Roberts: “Everyone believes their product is special, but at ForemostCo, we have made a concerted effort to look at the entire value chain to give our customers a competitive edge. Whether it’s supplying the market with proprietary products, building a lab in Guatemala to satisfy the need for healthy and reliable starter material, MPS certifying our offshore farms to ensure quality and sustainable business practices, or even spending a lot of time on trying to find efficiencies and creative solutions in our logistics department to minimize the shipping cost and deliver the freshest product possible; we do it all with the frame of mind that if our customers are in good shape then ultimately we will be too.”
From left to right: Jos de Boer, Sjef van der Velden, Joe Roberts.
North America and Europe
ForemostCo operates mostly in North America and Europe, with their production facilities serving both markets. “Our dedicated in-house Sales and Customer Service team spans across the U.S. and Canada to satisfy the needs of our customers as well as to help support and onboard new relationships. We also have a strategic partnership for the European market with Sjef van der Velden’s team of Handelskwekerij van der Velden, who distribute our product throughout Europe as young and finished plants.”
Roger Beaulieu: ForemostCo’s East Coast Canada Territory Manager with Curcuma.
ForemostCo has a diverse product range, but there are some best sellers. “The first is our Spathiphyllum and Curcuma programs, where we partner with KP Holland. Their genetics are top-notch. Second is our series of colored aglaonemas called Jazzed Gems, which we can’t expand on quickly enough. Then we have an extensive ZZ plant program with three distinct varieties and a fourth on the way.

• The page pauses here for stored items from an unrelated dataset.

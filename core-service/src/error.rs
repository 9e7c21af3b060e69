use bridge_traits::error::BridgeError;
use thiserror::Error;

#[derive(Error, Debug)]
pub enum ServiceError {
    #[error("Service initialization failed: {0}")]
    InitializationFailed(String),

    #[error("Configuration error: {0}")]
    Config(#[from] core_runtime::Error),

    #[error("Adapter setup failed: {0}")]
    Bridge(#[from] BridgeError),

    #[error("Playback error: {0}")]
    Playback(#[from] core_playback::PlaybackError),

    #[error("Remote link error: {0}")]
    Remote(#[from] core_remote::RemoteError),

    #[error("Service task failed: {0}")]
    TaskFailed(String),
}

impl ServiceError {
    /// Whether the process should exit with a failure status.
    pub fn is_fatal(&self) -> bool {
        match self {
            ServiceError::Playback(e) => e.is_fatal(),
            ServiceError::Remote(core_remote::RemoteError::CoordinatorStopped) => false,
            _ => true,
        }
    }
}

pub type Result<T> = std::result::Result<T, ServiceError>;
//! # Playback Core
//!
//! Decides what the device plays in response to remote commands.
//!
//! ## Overview
//!
//! - [`coordinator`] - Single-task state machine owning the device state,
//!   the busy guard and the start watchdog
//! - [`cache`] - Opportunistic offline copy of remote tracks plus the startup
//!   retention sweep
//! - [`queue`] - Turning a play request into a concrete track list
//! - [`gain`] - Per-track output level rule
//! - [`protocol`] - Commands the coordinator accepts and notifications it emits
//!
//! All host interaction (player process, mixer, HTTP) goes through the traits
//! in `bridge-traits`.

pub mod cache;
pub mod coordinator;
pub mod error;
pub mod gain;
pub mod protocol;
pub mod queue;
pub mod state;

pub use cache::{CacheConfig, CacheOutcome, CacheStats, CacheStore, RetentionPolicy, SkipReason, SweepReport};
pub use coordinator::{CoordinatorHandle, CoordinatorInput, CoordinatorSettings, PlaybackCoordinator};
pub use error::{CacheError, PlaybackError, Result};
pub use gain::GainRule;
pub use protocol::{LinkStatus, Notification, NotificationReceiver, NotificationSender, RemoteCommand};
pub use queue::{LoadedQueue, QueueSpec};
pub use state::{CommandGuard, DeviceState};
//! Connection lifecycle towards the control server.
//!
//! The link runs as its own task. It owns the transport, forwards decoded
//! commands to the coordinator and delivers the coordinator's notifications.
//! After a disconnect it reopens the transport right away and then every
//! `reconnect_interval` until the transport reports a connection again.
//! Notifications produced while offline are held in a bounded buffer and
//! flushed, oldest first, right after the device re-joins its room.

use crate::codec::{decode_command, encode_notification, join_room};
use crate::error::{RemoteError, Result};
use bridge_traits::network::{RemoteTransport, TransportEvent, TransportEventReceiver};
use core_playback::{CoordinatorHandle, LinkStatus, Notification, NotificationReceiver};
use core_runtime::config::ClientConfig;
use core_runtime::events::{CoreEvent, EventBus, LinkEvent};
use core_runtime::tasks::ScheduledTask;
use serde_json::Value;
use std::collections::VecDeque;
use std::sync::Arc;
use std::time::Duration;
use tokio::sync::mpsc;
use tracing::{debug, info, instrument, warn};

/// Default number of notifications kept while disconnected.
pub const DEFAULT_OFFLINE_BUFFER: usize = 32;

#[derive(Debug, Clone)]
pub struct LinkSettings {
    pub device_id: String,
    pub reconnect_interval: Duration,
    /// Oldest entries are dropped beyond this many pending notifications.
    pub offline_buffer: usize,
}

impl LinkSettings {
    pub fn new(device_id: impl Into<String>) -> Self {
        Self {
            device_id: device_id.into(),
            reconnect_interval: Duration::from_secs(5),
            offline_buffer: DEFAULT_OFFLINE_BUFFER,
        }
    }

    pub fn from_config(config: &ClientConfig) -> Self {
        Self {
            device_id: config.device_id.clone(),
            reconnect_interval: config.remote.reconnect_interval,
            offline_buffer: DEFAULT_OFFLINE_BUFFER,
        }
    }
}

#[derive(Debug)]
enum LinkInput {
    ReconnectDue,
}

pub struct RemoteLink {
    settings: LinkSettings,
    transport: Arc<dyn RemoteTransport>,
    transport_events: TransportEventReceiver,
    notifications: NotificationReceiver,
    coordinator: CoordinatorHandle,
    events: EventBus,

    connected: bool,
    attempts: u32,
    pending: VecDeque<Notification>,
    reconnect: ScheduledTask,
    inbox_tx: mpsc::UnboundedSender<LinkInput>,
    inbox_rx: mpsc::UnboundedReceiver<LinkInput>,
}

impl RemoteLink {
    pub fn new(
        settings: LinkSettings,
        transport: Arc<dyn RemoteTransport>,
        transport_events: TransportEventReceiver,
        notifications: NotificationReceiver,
        coordinator: CoordinatorHandle,
        events: EventBus,
    ) -> Self {
        let (inbox_tx, inbox_rx) = mpsc::unbounded_channel();
        Self {
            settings,
            transport,
            transport_events,
            notifications,
            coordinator,
            events,
            connected: false,
            attempts: 0,
            pending: VecDeque::new(),
            reconnect: ScheduledTask::new("reconnect"),
            inbox_tx,
            inbox_rx,
        }
    }

    /// Connect and serve until the coordinator goes away.
    #[instrument(name = "remote_link", skip_all, fields(device = %self.settings.device_id))]
    pub async fn run(mut self) -> Result<()> {
        info!("Connecting to control server");
        if let Err(e) = self.transport.open().await {
            warn!(error = %e, "Initial connection failed");
            self.start_reconnecting();
        }

        let outcome = loop {
            tokio::select! {
                Some(event) = self.transport_events.recv() => {
                    if let Err(e) = self.handle_transport_event(event).await {
                        break Err(e);
                    }
                }
                notification = self.notifications.recv() => match notification {
                    Some(notification) => self.deliver(notification).await,
                    None => {
                        debug!("Notification channel closed");
                        break Ok(());
                    }
                },
                Some(LinkInput::ReconnectDue) = self.inbox_rx.recv() => self.reconnect_tick().await,
            }
        };

        self.reconnect.cancel();
        if let Err(e) = self.transport.close().await {
            debug!(error = %e, "Transport close failed");
        }
        info!("Remote link stopped");
        outcome
    }

    async fn handle_transport_event(&mut self, event: TransportEvent) -> Result<()> {
        match event {
            TransportEvent::Connected => self.on_connected().await,
            TransportEvent::Disconnected { reason } => self.on_disconnected(reason).await,
            TransportEvent::Message { event, args } => self.on_message(&event, &args),
        }
    }

    async fn on_connected(&mut self) -> Result<()> {
        info!("Connected to main server");
        self.connected = true;
        self.attempts = 0;
        if self.reconnect.cancel() {
            debug!("Reconnect loop cancelled");
        }

        let (event, args) = join_room(&self.settings.device_id);
        if let Err(e) = self.transport.emit(event, args).await {
            warn!(error = %e, "Failed to join device room");
        }
        self.flush_pending().await;

        self.events.publish(CoreEvent::Link(LinkEvent::Connected));
        self.coordinator
            .link_status(LinkStatus::Connected)
            .map_err(|_| RemoteError::CoordinatorStopped)
    }

    async fn on_disconnected(&mut self, reason: String) -> Result<()> {
        if !self.connected && self.reconnect.is_active() {
            debug!(%reason, "Already reconnecting");
            return Ok(());
        }

        warn!(%reason, "Disconnected from server. Trying to reconnect...");
        self.connected = false;
        self.events
            .publish(CoreEvent::Link(LinkEvent::Disconnected {
                reason: reason.clone(),
            }));
        self.coordinator
            .link_status(LinkStatus::Disconnected { reason })
            .map_err(|_| RemoteError::CoordinatorStopped)?;

        if let Err(e) = self.transport.open().await {
            warn!(error = %e, "Immediate reconnect failed");
        }
        self.start_reconnecting();
        Ok(())
    }

    fn on_message(&mut self, event: &str, args: &[Value]) -> Result<()> {
        match decode_command(event, args) {
            Ok(Some(command)) => {
                info!(command = command.name(), "Received command from server");
                self.coordinator
                    .command(command)
                    .map_err(|_| RemoteError::CoordinatorStopped)
            }
            Ok(None) => {
                debug!(event, "Ignoring unknown event");
                Ok(())
            }
            Err(e) => {
                warn!(error = %e, "Dropping malformed event");
                Ok(())
            }
        }
    }

    fn start_reconnecting(&mut self) {
        let inbox = self.inbox_tx.clone();
        self.reconnect
            .start_repeating(self.settings.reconnect_interval, move || {
                let inbox = inbox.clone();
                async move { inbox.send(LinkInput::ReconnectDue).is_ok() }
            });
    }

    async fn reconnect_tick(&mut self) {
        if self.connected || self.transport.is_connected() {
            return;
        }
        self.attempts += 1;
        debug!(attempt = self.attempts, "Reconnect attempt");
        self.events
            .publish(CoreEvent::Link(LinkEvent::ReconnectAttempt {
                attempt: self.attempts,
            }));
        if let Err(e) = self.transport.open().await {
            debug!(attempt = self.attempts, error = %e, "Reconnect attempt failed");
        }
    }

    async fn deliver(&mut self, notification: Notification) {
        if self.connected {
            let (event, args) = encode_notification(&self.settings.device_id, &notification);
            match self.transport.emit(event, args).await {
                Ok(()) => {
                    debug!(event, "Notification sent");
                    return;
                }
                Err(e) => warn!(event, error = %e, "Notification not sent, keeping it for later"),
            }
        }
        self.buffer(notification);
    }

    fn buffer(&mut self, notification: Notification) {
        if self.settings.offline_buffer == 0 {
            debug!(event = notification.event_name(), "Offline, dropping notification");
            return;
        }
        if self.pending.len() >= self.settings.offline_buffer {
            if let Some(dropped) = self.pending.pop_front() {
                warn!(event = dropped.event_name(), "Offline buffer full, dropping oldest notification");
            }
        }
        self.pending.push_back(notification);
    }

    async fn flush_pending(&mut self) {
        if !self.pending.is_empty() {
            info!(count = self.pending.len(), "Sending notifications held while offline");
        }
        while let Some(notification) = self.pending.pop_front() {
            let (event, args) = encode_notification(&self.settings.device_id, &notification);
            if let Err(e) = self.transport.emit(event, args).await {
                warn!(event, error = %e, "Flush interrupted");
                self.pending.push_front(notification);
                break;
            }
        }
    }
}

With this program, we’re able to offer both 4” pots as well as 9cm washed plants from offshore. And last but not least, our premium Pothos mix. “It has really taken off over the past five or six years. In fact, we’re seeing competitors now attempting to copy our program, which we consider a form of flattery.”

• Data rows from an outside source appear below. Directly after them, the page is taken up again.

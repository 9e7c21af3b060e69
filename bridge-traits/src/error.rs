use thiserror::Error;

#[derive(Error, Debug)]
pub enum BridgeError {
    #[error("Bridge capability not available: {0}")]
    NotAvailable(String),

    #[error("Bridge operation failed: {0}")]
    OperationFailed(String),

    #[error("HTTP status {status} for {url}")]
    HttpStatus { status: u16, url: String },

    #[error("Not connected: {0}")]
    Disconnected(String),

    #[error("IO error: {0}")]
    Io(#[from] std::io::Error),
}

impl BridgeError {
    /// Returns `true` when the failure happened on the local machine
    /// (spawning a process, writing a file) rather than in a remote peer.
    pub fn is_local_io(&self) -> bool {
        matches!(self, BridgeError::Io(_))
    }
}

pub type Result<T> = std::result::Result<T, BridgeError>;
#[cfg(test)]
mod tests {
    use super::*;
    use serde_json::json;

    #[test]
    fn test_endpoint_url() {
        assert_eq!(
            endpoint_url("https://servicos.maisfarmacia.org", "/piradio")
                .unwrap()
                .as_str(),
            "wss://servicos.maisfarmacia.org/piradio/?EIO=4&transport=websocket"
        );
        assert_eq!(
            endpoint_url("http://192.168.2.104:9012", "piradio/")
                .unwrap()
                .as_str(),
            "ws://192.168.2.104:9012/piradio/?EIO=4&transport=websocket"
        );
        assert!(endpoint_url("ftp://example.org", "/piradio").is_err());
        assert!(endpoint_url("not a url", "/piradio").is_err());
    }

    #[test]
    fn test_parse_engine_packets() {
        assert_eq!(
            Packet::parse(r#"0{"sid":"x","pingInterval":300,"pingTimeout":200}"#),
            Packet::Open(Handshake::new(
                Duration::from_millis(300),
                Duration::from_millis(200)
            ))
        );
        assert_eq!(
            Packet::parse(r#"0{"sid":"x","pingInterval":300}"#),
            Packet::Open(Handshake::new(
                Duration::from_millis(300),
                Duration::from_millis(DEFAULT_PING_TIMEOUT_MS)
            ))
        );
        assert_eq!(Packet::parse("0"), Packet::Open(Handshake::default()));
        assert_eq!(Packet::parse("2"), Packet::Ping);
        assert_eq!(Packet::parse("1"), Packet::Close);
        assert_eq!(Packet::parse(r#"40{"sid":"y"}"#), Packet::Connected);
        assert_eq!(Packet::parse("41"), Packet::Disconnect);
        assert_eq!(
            Packet::parse(r#"44{"message":"denied"}"#),
            Packet::ConnectError(r#"{"message":"denied"}"#.into())
        );
    }

    #[test]
    fn test_heartbeat_window() {
        let handshake = Handshake::new(Duration::from_millis(25_000), Duration::from_millis(20_000));
        assert_eq!(handshake.heartbeat_window(), Duration::from_secs(45));
    }

    #[test]
    fn test_parse_event_packets() {
        assert_eq!(
            Packet::parse(r#"42["play",{"playlist":["https://h/music/42/a.mp3"]}]"#),
            Packet::Event {
                event: "play".into(),
                args: vec![json!({ "playlist": ["https://h/music/42/a.mp3"] })],
            }
        );
        assert_eq!(
            Packet::parse(r#"42["stop"]"#),
            Packet::Event {
                event: "stop".into(),
                args: vec![],
            }
        );
        // Ack id and namespace prefixes.
        assert_eq!(
            Packet::parse(r#"4217["next"]"#),
            Packet::Event {
                event: "next".into(),
                args: vec![],
            }
        );
        assert_eq!(
            Packet::parse(r#"42/admin,["pause"]"#),
            Packet::Event {
                event: "pause".into(),
                args: vec![],
            }
        );
        assert!(matches!(Packet::parse("42[5]"), Packet::Other(_)));
        assert!(matches!(Packet::parse("42not json"), Packet::Other(_)));
        assert!(matches!(Packet::parse(""), Packet::Other(_)));
    }

    #[test]
    fn test_encode_event() {
        assert_eq!(
            encode_event("joinRoom", vec![json!("0042")]),
            r#"42["joinRoom","0042"]"#
        );
        assert_eq!(encode_event("paused", vec![]), r#"42["paused"]"#);
    }
}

Increase in demand for particular varieties?
Roberts: “In 2021, we could list pretty much all of our product groups under this question. Things have obviously slowed down since then, which is not necessarily a bad thing. In fact, with the slower movement in the market, we’ve seen a few of our mixes really shine. As we stated above, our Premium Pothos line continues to be a top seller, and we’re continuing to invest heavily in further refinement of production methods as well as continuing to expand the mix, so we regularly have new genetics to keep the program fresh. It’s a whole lot more than just Golden Pothos.”
They have also seen an increased demand for Carnivorous Plants, he continues. “The key there is folks don’t only want Dionaea. There needs to be a mix of other options like Sarracenia, Nepenthes, Drosera, etc. This program has been a lot of fun to work on and has created a lot of excitement within our company as well. We love playing with funky plants, and this program has a few of them.”
When looking at the future, their plan is to continue to expand in the North American and European markets. “We will do that by focusing on our core business and customers.” They are also continuing to vertically integrate by expanding on their tissue culture lab in Guatemala as well as continuing to expand their list of proprietary genetics. “We’ve toyed with the idea of moving into different segments of the industry but feel that will only dilute our focus on our key suppliers and customers. As the consumer becomes more knowledgeable, they become more discerning. This means we need to continually improve and be at the top of our game so our customers can be successful in supplying the consumer and retailers. We don’t want to be all things for all customers. Instead, we’re committed to being the leader in foliage and young specialty plants, providing our customers with consistent quality and exceptional service.”